[Collected data entries]
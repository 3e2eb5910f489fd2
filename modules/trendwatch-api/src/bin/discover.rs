//! One-shot discovery run from the command line. Prints the assembled view
//! as pretty JSON.

use std::sync::Arc;

use anyhow::Result;
use clap::Parser;
use sqlx::postgres::PgPoolOptions;
use tracing_subscriber::EnvFilter;

use gtrends_client::GtrendsClient;
use trendwatch_common::AppConfig;
use trendwatch_discovery::traits::{SystemClock, TokioSleeper};
use trendwatch_discovery::{DiscoveryConfig, DiscoveryOrchestrator, PgSnapshotStore};

#[derive(Parser)]
#[command(about = "Run keyword discovery for one scenario and print the result")]
struct Args {
    /// Scenario name (旅遊 / 健康 / 牙科 / 保健品)
    scenario: String,

    /// Trend source region code
    #[arg(long)]
    geo: Option<String>,

    /// How many top keywords to keep (1-5)
    #[arg(long, default_value_t = 5)]
    top_n: usize,

    /// Ignore the snapshot cache and refetch
    #[arg(long)]
    force: bool,
}

#[tokio::main]
async fn main() -> Result<()> {
    tracing_subscriber::fmt()
        .with_env_filter(EnvFilter::from_default_env())
        .init();

    let args = Args::parse();
    let config = AppConfig::from_env()?;

    let pool = PgPoolOptions::new()
        .max_connections(2)
        .connect(&config.database_url)
        .await?;
    let store = PgSnapshotStore::new(pool);
    store.ensure_schema().await?;

    let orchestrator = DiscoveryOrchestrator::new(
        Arc::new(GtrendsClient::new(&config.trends_hl, config.trends_tz)),
        Arc::new(store),
        Arc::new(TokioSleeper),
        Arc::new(SystemClock),
        DiscoveryConfig::default(),
    );

    let geo = args.geo.as_deref().unwrap_or(&config.default_geo);
    let view = orchestrator
        .discover(&args.scenario, geo, args.top_n.clamp(1, 5), args.force)
        .await?;

    println!("{}", serde_json::to_string_pretty(&view)?);
    Ok(())
}
//! Keyword news lookup: GNews API first, Taiwanese RSS feeds as fallback.
//! Results are cached in-process for two hours; every failure degrades to
//! an empty list.

use std::collections::HashMap;
use std::sync::Mutex;
use std::time::{Duration, Instant};

use serde::{Deserialize, Serialize};
use tracing::warn;

const GNEWS_BASE: &str = "https://gnews.io/api/v4/search";

/// RSS fallback feeds per scenario.
const RSS_FEEDS: &[(&str, &str)] = &[
    ("旅遊", "https://www.ltn.com.tw/rss/life.xml"),
    ("健康", "https://www.ltn.com.tw/rss/health.xml"),
    ("牙科", "https://www.ltn.com.tw/rss/health.xml"),
    ("保健品", "https://www.ltn.com.tw/rss/health.xml"),
];
const DEFAULT_FEED: &str = "https://www.ltn.com.tw/rss/all.xml";
const RSS_SOURCE_NAME: &str = "自由時報";

const CACHE_TTL: Duration = Duration::from_secs(7200);

/// Description length cap for RSS items (characters).
const MAX_DESCRIPTION_CHARS: usize = 200;

#[derive(Debug, Clone, PartialEq, Serialize)]
pub struct NewsArticle {
    pub title: String,
    pub description: String,
    pub url: String,
    pub source: String,
    pub published_at: String,
}

// --- GNews response shapes ---

#[derive(Deserialize)]
struct GnewsResponse {
    #[serde(default)]
    articles: Vec<GnewsArticle>,
}

#[derive(Deserialize)]
struct GnewsArticle {
    #[serde(default)]
    title: String,
    #[serde(default)]
    description: String,
    #[serde(default)]
    url: String,
    source: Option<GnewsSource>,
    #[serde(rename = "publishedAt", default)]
    published_at: String,
}

#[derive(Deserialize)]
struct GnewsSource {
    #[serde(default)]
    name: String,
}

pub struct NewsFetcher {
    client: reqwest::Client,
    api_key: Option<String>,
    cache: Mutex<HashMap<String, (Instant, Vec<NewsArticle>)>>,
}

impl NewsFetcher {
    pub fn new(api_key: Option<String>) -> Self {
        Self {
            client: reqwest::Client::new(),
            api_key,
            cache: Mutex::new(HashMap::new()),
        }
    }

    /// Up to `max` articles mentioning the keyword. GNews when an API key
    /// is configured, per-scenario RSS fallback otherwise or on empty
    /// GNews results.
    pub async fn fetch(&self, keyword: &str, scenario: &str, max: usize) -> Vec<NewsArticle> {
        let cache_key = format!("news:{keyword}:{scenario}:{max}");
        if let Some(articles) = self.cache_get(&cache_key) {
            return articles;
        }

        let mut articles = self.fetch_gnews(keyword, max).await;
        if articles.is_empty() {
            articles = self.fetch_rss(keyword, scenario, max).await;
        }

        // An empty list is cached too: "no news" should not refetch for 2h.
        self.cache_set(cache_key, articles.clone());
        articles
    }

    fn cache_get(&self, key: &str) -> Option<Vec<NewsArticle>> {
        let cache = self.cache.lock().unwrap();
        let (stored_at, articles) = cache.get(key)?;
        if stored_at.elapsed() < CACHE_TTL {
            Some(articles.clone())
        } else {
            None
        }
    }

    fn cache_set(&self, key: String, articles: Vec<NewsArticle>) {
        self.cache
            .lock()
            .unwrap()
            .insert(key, (Instant::now(), articles));
    }

    async fn fetch_gnews(&self, keyword: &str, max: usize) -> Vec<NewsArticle> {
        let Some(api_key) = &self.api_key else {
            return Vec::new();
        };

        let result = async {
            let resp = self
                .client
                .get(GNEWS_BASE)
                .query(&[
                    ("q", keyword),
                    ("lang", "zh-Hant"),
                    ("country", "tw"),
                    ("max", &max.to_string()),
                    ("apikey", api_key),
                ])
                .send()
                .await?;
            if !resp.status().is_success() {
                anyhow::bail!("GNews status {}", resp.status());
            }
            let body: GnewsResponse = resp.json().await?;
            Ok::<_, anyhow::Error>(body.articles)
        }
        .await;

        match result {
            Ok(articles) => articles
                .into_iter()
                .map(|a| NewsArticle {
                    title: a.title,
                    description: a.description,
                    url: a.url,
                    source: a.source.map(|s| s.name).unwrap_or_default(),
                    published_at: a.published_at,
                })
                .collect(),
            Err(e) => {
                warn!(keyword, error = %e, "GNews request failed");
                Vec::new()
            }
        }
    }

    async fn fetch_rss(&self, keyword: &str, scenario: &str, max: usize) -> Vec<NewsArticle> {
        let feed_url = RSS_FEEDS
            .iter()
            .find(|(name, _)| *name == scenario)
            .map(|(_, url)| *url)
            .unwrap_or(DEFAULT_FEED);

        let result = async {
            let resp = self.client.get(feed_url).send().await?;
            if !resp.status().is_success() {
                anyhow::bail!("feed status {}", resp.status());
            }
            let bytes = resp.bytes().await?;
            Ok::<_, anyhow::Error>(feed_rs::parser::parse(bytes.as_ref())?)
        }
        .await;

        match result {
            Ok(feed) => filter_feed(feed, keyword, max),
            Err(e) => {
                warn!(feed = feed_url, error = %e, "RSS fetch failed");
                Vec::new()
            }
        }
    }
}

/// Keep feed items whose title or summary mentions the keyword.
fn filter_feed(feed: feed_rs::model::Feed, keyword: &str, max: usize) -> Vec<NewsArticle> {
    let mut articles = Vec::new();
    for entry in feed.entries {
        let title = entry.title.map(|t| t.content).unwrap_or_default();
        let description = entry.summary.map(|s| s.content).unwrap_or_default();
        if !title.contains(keyword) && !description.contains(keyword) {
            continue;
        }

        articles.push(NewsArticle {
            title,
            description: description.chars().take(MAX_DESCRIPTION_CHARS).collect(),
            url: entry
                .links
                .first()
                .map(|l| l.href.clone())
                .unwrap_or_default(),
            source: RSS_SOURCE_NAME.to_string(),
            published_at: entry
                .published
                .map(|d| d.to_rfc3339())
                .unwrap_or_default(),
        });

        if articles.len() >= max {
            break;
        }
    }
    articles
}

#[cfg(test)]
mod tests {
    use super::*;

    const FEED_XML: &str = r#"<?xml version="1.0" encoding="UTF-8"?>
<rss version="2.0"><channel>
  <title>測試新聞</title>
  <item>
    <title>日本旅遊解禁，機票搜尋暴增</title>
    <description>航空公司加開航班</description>
    <link>https://news.example/a</link>
  </item>
  <item>
    <title>健保新制上路</title>
    <description>與旅遊無關的新聞</description>
    <link>https://news.example/b</link>
  </item>
  <item>
    <title>國內旅遊補助開跑</title>
    <description>各縣市民宿訂房踴躍</description>
    <link>https://news.example/c</link>
  </item>
</channel></rss>"#;

    fn parsed() -> feed_rs::model::Feed {
        feed_rs::parser::parse(FEED_XML.as_bytes()).unwrap()
    }

    #[test]
    fn keeps_items_matching_title_or_description() {
        let articles = filter_feed(parsed(), "旅遊", 5);
        assert_eq!(articles.len(), 3);
        assert_eq!(articles[0].url, "https://news.example/a");
        assert_eq!(articles[0].source, RSS_SOURCE_NAME);
    }

    #[test]
    fn caps_at_max_results() {
        let articles = filter_feed(parsed(), "旅遊", 1);
        assert_eq!(articles.len(), 1);
    }

    #[test]
    fn no_match_yields_empty() {
        assert!(filter_feed(parsed(), "牙周病", 5).is_empty());
    }

    #[test]
    fn cache_round_trips_within_ttl() {
        let fetcher = NewsFetcher::new(None);
        let articles = vec![NewsArticle {
            title: "t".into(),
            description: "d".into(),
            url: "u".into(),
            source: "s".into(),
            published_at: String::new(),
        }];
        fetcher.cache_set("news:k::5".to_string(), articles.clone());
        assert_eq!(fetcher.cache_get("news:k::5"), Some(articles));
        assert_eq!(fetcher.cache_get("news:other::5"), None);
    }
}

Problem description »
Report each line in the preceding entries that holds the string "status".

Result »
            if !resp.status().is_success() {
                anyhow::bail!("GNews status {}", resp.status());
            if !resp.status().is_success() {
                anyhow::bail!("feed status {}", resp.status());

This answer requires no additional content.